Inspiration: Rhyu previously was employed at some of the world’s largest companies, including Kraft Foods, American Express and Samsung, where she launched new products and executed multichannel marketing campaigns. She was also head of marketing for K-Beauty brand Peach & Lily and run K-Beauty consultancy Inside the Raum. Dealing with an acne outbreak in South Korea, Rhyu discovered acne patches. They worked so well she figured American consumers would be interested in them. With siblings Dwight Lee and Andrew Lee, she launched Hero Cosmetics in 2017 with a single stockkeeping unit, Mighty Patch. 

Pivots: Hero Cosmetics bootstrapped for its first three years on the market. At the beginning, managing cash flow was a preoccupation. It can take six months for a retailer to process and pay for purchase orders. Initially, a face mask was going to be Hero Cosmetics’ second product, but Rhyu changed course on the advice of an investor and mentor, and opted to deepen the brand’s bench in patches instead. Rhyu recounted, “She said, ‘You should dominate patches. Do patches in every shape, size, for every need. That’s what you should be known for.’…That’s what we did, and it was the right decision.”

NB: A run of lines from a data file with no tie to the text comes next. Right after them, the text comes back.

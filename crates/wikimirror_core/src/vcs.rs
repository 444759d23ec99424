use std::path::Path;
use std::process::Command;

use serde::Serialize;
use tracing::{info, warn};

#[derive(Debug, Clone, PartialEq, Eq)]
pub struct ProcessOutput {
    pub code: i32,
    pub stdout: String,
    pub stderr: String,
}

impl ProcessOutput {
    pub fn success(&self) -> bool {
        self.code == 0
    }
}

pub trait CommandRunner {
    fn run(&self, working_dir: &Path, program: &str, args: &[&str]) -> std::io::Result<ProcessOutput>;
}

#[derive(Debug, Clone, Copy, Default)]
pub struct SystemCommandRunner;

impl CommandRunner for SystemCommandRunner {
    fn run(&self, working_dir: &Path, program: &str, args: &[&str]) -> std::io::Result<ProcessOutput> {
        let output = Command::new(program)
            .args(args)
            .current_dir(working_dir)
            .output()?;
        Ok(ProcessOutput {
            code: output.status.code().unwrap_or(1),
            stdout: String::from_utf8_lossy(&output.stdout).to_string(),
            stderr: String::from_utf8_lossy(&output.stderr).to_string(),
        })
    }
}

#[derive(Debug, Clone, PartialEq, Eq, Serialize)]
#[serde(tag = "status", rename_all = "snake_case")]
pub enum VcsOutcome {
    NoChanges,
    Pushed,
    /// Committed locally; the push was rejected or no remote is configured.
    PushFailed { message: String },
    Failed { step: String, message: String },
}

#[derive(Debug, Clone, PartialEq, Eq, Serialize)]
pub struct VcsReport {
    pub initialized: bool,
    pub committed: bool,
    pub outcome: VcsOutcome,
}

pub const PUSH_REMOTE_HINT: &str =
    "set up a remote first:\n  git remote add origin <your-repo-url>\n  git push -u origin main";

/// Stage everything under `dir`, commit if anything is staged, then try to
/// push. Nothing here is fatal to the run: every failure ends up in the
/// returned report.
pub fn sync_repository<R: CommandRunner + ?Sized>(runner: &R, dir: &Path, message: &str) -> VcsReport {
    let mut report = VcsReport {
        initialized: false,
        committed: false,
        outcome: VcsOutcome::NoChanges,
    };
    let git = |step: &str, args: &[&str]| -> Result<ProcessOutput, VcsOutcome> {
        runner
            .run(dir, "git", args)
            .map_err(|error| VcsOutcome::Failed {
                step: step.to_string(),
                message: format!("failed to execute git: {error}"),
            })
    };
    let require = |step: &str, output: ProcessOutput| -> Result<ProcessOutput, VcsOutcome> {
        if output.success() {
            Ok(output)
        } else {
            Err(VcsOutcome::Failed {
                step: step.to_string(),
                message: output.stderr.trim().to_string(),
            })
        }
    };

    let result = (|| -> Result<VcsOutcome, VcsOutcome> {
        info!(dir = %dir.display(), "committing changes to git");
        if !git("status", &["status"])?.success() {
            info!("initializing git repository");
            require("init", git("init", &["init"])?)?;
            require("branch", git("branch", &["branch", "-M", "main"])?)?;
            report.initialized = true;
        }

        require("add", git("add", &["add", "."])?)?;

        let diff = git("diff", &["diff", "--cached", "--quiet"])?;
        match diff.code {
            0 => {
                info!("no changes to commit");
                return Ok(VcsOutcome::NoChanges);
            }
            1 => {}
            _ => {
                return Err(VcsOutcome::Failed {
                    step: "diff".to_string(),
                    message: diff.stderr.trim().to_string(),
                });
            }
        }

        require("commit", git("commit", &["commit", "-m", message])?)?;
        report.committed = true;
        info!("changes committed");

        let push = git("push", &["push"])?;
        if push.success() {
            info!("pushed to remote");
            Ok(VcsOutcome::Pushed)
        } else {
            warn!(stderr = %push.stderr.trim(), "push failed; {PUSH_REMOTE_HINT}");
            Ok(VcsOutcome::PushFailed {
                message: push.stderr.trim().to_string(),
            })
        }
    })();

    report.outcome = match result {
        Ok(outcome) => outcome,
        Err(outcome) => {
            warn!(?outcome, "git sync failed");
            outcome
        }
    };
    report
}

Key Takeaways: The pandemic-stoked demand for “maskne” products was advantageous for Hero Cosmetics. Because the brand was readily available online and offline, it was able to satisfy the demand. Customers who came to the brand to handle “maskne”—and regular acne—returned to it. “The product category continues to resonate with people,” said Rhyu. She continued, “I knew my own frustrations with acne products, and I knew it could work for other people, so a lot of our product innovation comes from our collective experience.”

From the outset, Rhyu planned for Hero Cosmetics to pursue an omnichannel distribution strategy. Unlike many brands that head into traditional retail outlets initially, it started on Amazon before landing at brick-and-mortar locations and fleshing out a DTC site. “We want people to buy our products wherever they want to buy them,” said Rhyu. Having a line of credit helped the brand push through tough cash-flow moments prior to its minority investment from Aria Growth Partners.

Currently, Hero Cosmetics is filling out its leadership ranks by hiring a VP of sales and a VP of marketing. “One of our values is ‘we’ not ‘me,'” said Rhyu. “So, we look for people who think about our customers, about the team and, then, who can really take what we’re doing and from day one add value.”